HDTV Fun Fact: Laid end-to-end, the stretch marks on Ariel's stomach would reach the orbit of the International Space Station.
Twelve years later, Melody is seen swimming in the ocean, breaking the surface in a very familiar manner. She then proceeds to ask Sebastian "what's kickin'," indicating that in this universe, the technological breakthroughs that led to hip-hop occured quite some time before ours. Underwater, Melody discovers the amulet, which was discarded at the beginning. Simultaneously, Morgana discovers this, and begins plotting. Melody sneaks back into the castle, where a party is being held, attended by snobby and ill-mannered children. We then see Ariel in a brief solitary moment, dipping her toes into the sea, smelling the air, and possibly experiencing the first brine-induced orgasm. Melody talks with her mother, and is about to reveal her desire to go beyond the wall, when both are interrupted by a strangely oafish Prince Eric, who may have had throat surgery since the first film (more on this later).
At the party, Melody is asked to dance by a young boy, and a brief waltz commences, with very generic music by some sort of Johann Strauss II-derived supercomputer. Sebastian, caught up in Melody's dress, accidentally clamps down on the unlucky chum's finger, causing chaos, and a second attempt at arthropodicide by the chef (still working at the castle for some reason). Embarassed, Melody runs to her room, followed by Ariel. A discussion about *sigh* generic tween problems is interrupted by Melody opening the amulet and seeing a brief glimpse of Atlantica (as well as an advertisement for Bob's Wild Wacky Hydrothermal Giant Tube Worm Emporium).
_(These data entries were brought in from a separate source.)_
//! Logging Infrastructure
//!
//! Structured logging setup for development and production environments.

use std::path::Path;

/// Initialize the logger with defaults (level from RUST_LOG or "info")
pub fn init_logger() {
    init_logger_with_file(None, None);
}

/// Initialize the logger, optionally writing to a daily-rotated file
pub fn init_logger_with_file(log_level: Option<&str>, log_dir: Option<&str>) {
    let level = log_level.unwrap_or("info");

    let subscriber = tracing_subscriber::fmt()
        .with_max_level(level.parse().unwrap_or(tracing::Level::INFO))
        .with_file(false)
        .with_line_number(false)
        .with_thread_ids(false)
        .with_target(false);

    if let Some(dir) = log_dir {
        let log_path = Path::new(dir);
        if log_path.exists() {
            let file_appender = tracing_appender::rolling::daily(dir, "pantry-server");
            subscriber.with_writer(file_appender).init();
            return;
        }
    }

    subscriber.init();
}
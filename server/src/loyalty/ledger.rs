use sqlx::SqlitePool;
use tracing::info;

use crate::db::repository::loyalty;
use crate::utils::{AppError, AppResult};
use shared::models::{LoyaltyAccount, LoyaltySnapshot};

/// Current ledger state for a customer, creating the account on first
/// touch so new customers always see a zero balance rather than a 404.
pub async fn snapshot(pool: &SqlitePool, customer_id: i64) -> AppResult<LoyaltySnapshot> {
    let account = loyalty::ensure_account(pool, customer_id).await?;
    Ok(LoyaltySnapshot::from(&account))
}

pub fn can_redeem(account: &LoyaltyAccount) -> bool {
    account.can_redeem()
}

/// Redeem one reward for the given order.
///
/// Fails when the available balance is below the threshold. The balance
/// check and decrement are a single guarded write, so two concurrent
/// redemptions of the same points cannot both succeed.
pub async fn redeem(pool: &SqlitePool, order_id: i64, customer_id: i64) -> AppResult<f64> {
    let account = loyalty::ensure_account(pool, customer_id).await?;

    match loyalty::record_redemption(pool, order_id, customer_id).await? {
        Some(reward_value) => {
            info!(customer_id, order_id, reward_value, "loyalty reward redeemed");
            Ok(reward_value)
        }
        None => Err(AppError::InsufficientPoints {
            balance: account.balance(),
            threshold: account.reward_threshold,
        }),
    }
}

/// Award the plan's points for a completed order. Retries are absorbed:
/// an order id is only ever awarded once.
pub async fn award_for_order(
    pool: &SqlitePool,
    order_id: i64,
    customer_id: i64,
    points: i64,
) -> AppResult<()> {
    loyalty::ensure_account(pool, customer_id).await?;
    let applied = loyalty::record_award(pool, order_id, customer_id, points).await?;
    if applied {
        info!(customer_id, order_id, points, "loyalty points awarded");
    }
    Ok(())
}
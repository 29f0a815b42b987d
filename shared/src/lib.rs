//! Shared types for the Pantry meal-delivery platform
//!
//! Data models and small utilities used by the server (and any future
//! client crates). Database derives are gated behind the `db` feature so
//! wire-only consumers do not pull in sqlx.

pub mod models;
pub mod util;
use sqlx::SqlitePool;
use tracing::{error, info, warn};

use crate::db::repository::{
    loyalty as loyalty_repo, membership, order as order_repo, prep_task, slot, RepoError,
};
use crate::entitlement;
use crate::pricing;
use crate::slots::SlotSelection;
use crate::utils::{AppError, AppResult};
use shared::models::{Order, OrderStatus};

use super::OrderDraft;

/// Submit a validated draft as an order.
///
/// Side effects run in a fixed sequence: commit slot bookings, redeem
/// the reward, compute totals, persist the order, award points. Any
/// failure unwinds the side effects already applied before the error is
/// returned, so a rejected submission leaves no booked capacity or spent
/// points behind.
pub async fn submit(pool: &SqlitePool, draft: OrderDraft) -> AppResult<Order> {
    let member_record = membership::find_by_customer(pool, draft.customer_id).await?;
    let member_plan = match &member_record {
        Some(m) => membership::find_plan_by_id(pool, m.membership_plan_id).await?,
        None => None,
    };
    let ent = entitlement::resolve(member_record.as_ref(), member_plan.as_ref());

    // Returning customers are recognized by a membership or an earlier
    // order; anyone else checks out as a guest and must carry
    // credentials so an account can be created.
    let has_account = member_record.is_some()
        || order_repo::exists_for_customer(pool, draft.customer_id).await?;
    let draft = draft.with_existing_account(has_account);

    draft.validate(&ent)?;

    let slots = slot::find_by_ids(pool, &draft.slot_ids).await?;
    if slots.len() != draft.slot_ids.len() {
        return Err(AppError::NotFound("One or more delivery slots".into()));
    }
    let mut selection = SlotSelection::new(ent.clone());
    for slot in &slots {
        selection.toggle(slot)?;
    }

    slot::commit_bookings(pool, &draft.slot_ids).await?;

    let order_id = shared::util::snowflake_id();

    let reward_value = if draft.reward_requested {
        match crate::loyalty::redeem(pool, order_id, draft.customer_id).await {
            Ok(value) => Some(value),
            Err(e) => {
                release_quietly(pool, &draft.slot_ids).await;
                return Err(e);
            }
        }
    } else {
        None
    };

    let totals = pricing::compute(&draft.plan, &draft.drinks, &ent, reward_value);

    if let Some(client_total) = draft.client_total {
        if !pricing::money_eq(client_total, totals.total) {
            warn!(
                order_id,
                client_total,
                server_total = totals.total,
                "client-computed total disagrees with server pricing"
            );
        }
    }

    let order = Order {
        id: order_id,
        customer_id: draft.customer_id,
        plan: draft.plan.clone(),
        meals: draft.meals.clone(),
        drinks: draft.drinks.clone(),
        slot_ids: draft.slot_ids.clone(),
        payment_method: draft.payment_method,
        subtotal: totals.subtotal,
        discount: totals.discount,
        delivery_fee: totals.delivery_fee,
        reward_applied: reward_value.is_some(),
        reward_value: totals.reward_value,
        total: totals.total,
        status: OrderStatus::Placed,
        created_at: shared::util::now_millis(),
    };

    if let Err(e) = order_repo::insert(pool, &order).await {
        unwind_redemption_and_slots(pool, order_id, &draft.slot_ids, draft.reward_requested).await;
        return Err(e.into());
    }

    if let Err(e) =
        crate::loyalty::award_for_order(pool, order_id, draft.customer_id, draft.plan.points_value)
            .await
    {
        if let Err(del) = order_repo::delete(pool, order_id).await {
            error!(order_id, error = %del, "failed to remove order during unwind");
        }
        unwind_redemption_and_slots(pool, order_id, &draft.slot_ids, draft.reward_requested).await;
        return Err(e);
    }

    info!(
        order_id,
        customer_id = order.customer_id,
        total = order.total,
        slots = ?order.slot_ids,
        "order placed"
    );
    Ok(order)
}

/// Cancel a placed order, releasing its bookings and reverting its
/// loyalty effects. The status flip is guarded, so a double cancel
/// releases capacity only once. Flip, release and reverts run in one
/// transaction: a failure mid-unwind rolls the flip back too, leaving
/// the order PLACED and the cancel retryable.
pub async fn cancel(pool: &SqlitePool, order_id: i64) -> AppResult<Order> {
    let order = order_repo::find_by_id(pool, order_id)
        .await?
        .ok_or_else(|| AppError::NotFound(format!("Order {order_id}")))?;

    let mut tx = pool.begin().await.map_err(RepoError::from)?;

    if !order_repo::try_cancel(&mut tx, order_id).await? {
        return Err(AppError::Conflict(format!(
            "Order {order_id} is already cancelled"
        )));
    }

    slot::release_bookings_in(&mut tx, &order.slot_ids).await?;
    prep_task::cancel_for_order(&mut tx, order_id).await?;
    loyalty_repo::revert_award_in(&mut tx, order_id).await?;
    loyalty_repo::revert_redemption_in(&mut tx, order_id).await?;

    tx.commit().await.map_err(RepoError::from)?;

    info!(order_id, customer_id = order.customer_id, "order cancelled");

    order_repo::find_by_id(pool, order_id)
        .await?
        .ok_or_else(|| AppError::NotFound(format!("Order {order_id}")))
}

async fn release_quietly(pool: &SqlitePool, slot_ids: &[i64]) {
    if let Err(e) = slot::release_bookings(pool, slot_ids).await {
        error!(error = %e, "failed to release slot bookings during unwind");
    }
}

async fn unwind_redemption_and_slots(
    pool: &SqlitePool,
    order_id: i64,
    slot_ids: &[i64],
    reward_requested: bool,
) {
    if reward_requested {
        if let Err(e) = loyalty_repo::revert_redemption(pool, order_id).await {
            error!(order_id, error = %e, "failed to revert redemption during unwind");
        }
    }
    release_quietly(pool, slot_ids).await;
}
//! Unified Error Handling
//!
//! Application-wide error type and response envelope.
//!
//! # Error code convention
//!
//! | Prefix | Category | Example |
//! |--------|----------|---------|
//! | E0xxx | Generic request errors | E0002 validation failed |
//! | E1xxx | Allocation-core conflicts | E1001 slot capacity exhausted |
//! | E9xxx | System errors | E9002 database error |

use axum::{
    http::StatusCode,
    response::{IntoResponse, Response},
    Json,
};
use serde::Serialize;
use tracing::error;

use crate::db::repository::RepoError;
use crate::slots::SlotError;

/// Unified API response structure
#[derive(Debug, Serialize)]
pub struct AppResponse<T> {
    pub code: String,
    pub message: String,
    #[serde(skip_serializing_if = "Option::is_none")]
    pub data: Option<T>,
}

/// Application-level error type
#[derive(Debug, thiserror::Error)]
pub enum AppError {
    // ========== Request Errors ==========
    #[error("Validation failed: {0}")]
    Validation(String),

    #[error("Resource not found: {0}")]
    NotFound(String),

    #[error("Resource conflict: {0}")]
    Conflict(String),

    #[error("Business rule violation: {0}")]
    BusinessRule(String),

    // ========== Allocation-Core Conflicts ==========
    /// A delivery slot filled up concurrently. Recoverable: refresh the
    /// slot list and re-select.
    #[error("Delivery slot {slot_id} has no remaining capacity")]
    CapacityExceeded { slot_id: i64 },

    /// Membership state conflict. Recoverable: refresh membership state.
    #[error("Invalid membership transition: {from} -> {requested}")]
    InvalidTransition { from: String, requested: String },

    /// Reward requested without eligibility. Recoverable: hide reward UI.
    #[error("Insufficient loyalty points: {balance} of {threshold} required")]
    InsufficientPoints { balance: i64, threshold: i64 },

    // ========== System Errors ==========
    #[error("Database error: {0}")]
    Database(String),

    #[error("Internal server error: {0}")]
    Internal(String),
}

impl IntoResponse for AppError {
    fn into_response(self) -> Response {
        let (status, code, message) = match &self {
            AppError::Validation(msg) => (StatusCode::BAD_REQUEST, "E0002", msg.clone()),
            AppError::NotFound(msg) => (StatusCode::NOT_FOUND, "E0003", msg.clone()),
            AppError::Conflict(msg) => (StatusCode::CONFLICT, "E0004", msg.clone()),
            AppError::BusinessRule(msg) => {
                (StatusCode::UNPROCESSABLE_ENTITY, "E0005", msg.clone())
            }

            AppError::CapacityExceeded { .. } => {
                (StatusCode::CONFLICT, "E1001", self.to_string())
            }
            AppError::InvalidTransition { .. } => {
                (StatusCode::CONFLICT, "E1002", self.to_string())
            }
            AppError::InsufficientPoints { .. } => {
                (StatusCode::UNPROCESSABLE_ENTITY, "E1003", self.to_string())
            }

            AppError::Database(msg) => {
                error!(target: "database", error = %msg, "Database error occurred");
                (
                    StatusCode::INTERNAL_SERVER_ERROR,
                    "E9002",
                    "Database error".to_string(),
                )
            }
            AppError::Internal(msg) => {
                error!(target: "internal", error = %msg, "Internal error occurred");
                (
                    StatusCode::INTERNAL_SERVER_ERROR,
                    "E9001",
                    "Internal server error".to_string(),
                )
            }
        };

        let body = Json(AppResponse::<()> {
            code: code.to_string(),
            message,
            data: None,
        });

        (status, body).into_response()
    }
}

impl From<RepoError> for AppError {
    fn from(e: RepoError) -> Self {
        match e {
            RepoError::NotFound(msg) => AppError::NotFound(msg),
            RepoError::Duplicate(msg) => AppError::Conflict(msg),
            RepoError::Validation(msg) => AppError::Validation(msg),
            RepoError::CapacityExceeded { slot_id } => AppError::CapacityExceeded { slot_id },
            RepoError::Database(msg) => AppError::Database(msg),
        }
    }
}

impl From<SlotError> for AppError {
    fn from(e: SlotError) -> Self {
        match e {
            SlotError::CapacityExhausted(slot_id) => AppError::CapacityExceeded { slot_id },
            SlotError::NotVisible(_) | SlotError::SelectionFull(_) => {
                AppError::BusinessRule(e.to_string())
            }
        }
    }
}
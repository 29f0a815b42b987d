//! Monetary arithmetic helpers
//!
//! Currency amounts are stored as f64 in models but every computation
//! converts to `Decimal` first. Intermediate line items stay unrounded;
//! only the final total is rounded to two decimal places.

use rust_decimal::prelude::*;
use rust_decimal::{Decimal, RoundingStrategy};

/// Tolerance when comparing client-advisory amounts against the
/// server-computed ones
pub const MONEY_TOLERANCE: f64 = 0.01;

pub fn to_decimal(value: f64) -> Decimal {
    Decimal::from_f64(value).unwrap_or(Decimal::ZERO)
}

pub fn to_f64(value: Decimal) -> f64 {
    value.to_f64().unwrap_or(0.0)
}

/// Round to 2 decimal places, half away from zero
pub fn round_money(value: Decimal) -> Decimal {
    value.round_dp_with_strategy(2, RoundingStrategy::MidpointAwayFromZero)
}

pub fn money_eq(a: f64, b: f64) -> bool {
    (a - b).abs() < MONEY_TOLERANCE
}
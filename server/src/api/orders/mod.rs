//! Order API Module

mod handler;

use axum::{
    routing::{get, post},
    Router,
};

use crate::core::ServerState;

pub fn router() -> Router<ServerState> {
    Router::new().nest("/api/orders", routes())
}

fn routes() -> Router<ServerState> {
    Router::new()
        .route("/", post(handler::create))
        .route("/{id}", get(handler::get_by_id))
        .route("/{id}/cancel", post(handler::cancel))
}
As this means Melody has entered the ocean, Ariel enters a maternal rage, sending her daughter out of the room crying. Finding a small rowboat, Melody decides to run away and discover her undersea roots.
Loli haet!
Melody is intercepted by one of Morgana's minions, who informs her that she can help Melody find out about her origins, and is towed by two menacing-looking rays towards the icy polar home of the sea witch. At Morgana's hideout, Melody is turned into a mermaid through the last remnants of Ursula's magic. At the same time, Ariel and Eric speak to Triton, who agrees to transform Ariel back into a mermaid so that she can more effectively search for her daughter. Back in the arctic, Melody sings about being a mermaid (ugh). After a dreadfully pedestrian musical number, Morgana reveals to Melody that the spell is temporary, and the only way to make it permanent is to find Triton's trident, which Morgana claims was originally hers and was stolen. On her way to Atlantica, where the heist will take place, Melody meets Tip and Dash, a penguin and walrus pair. There's something oddly familiar about these two (see analysis). They join Melody, and begin another musical number.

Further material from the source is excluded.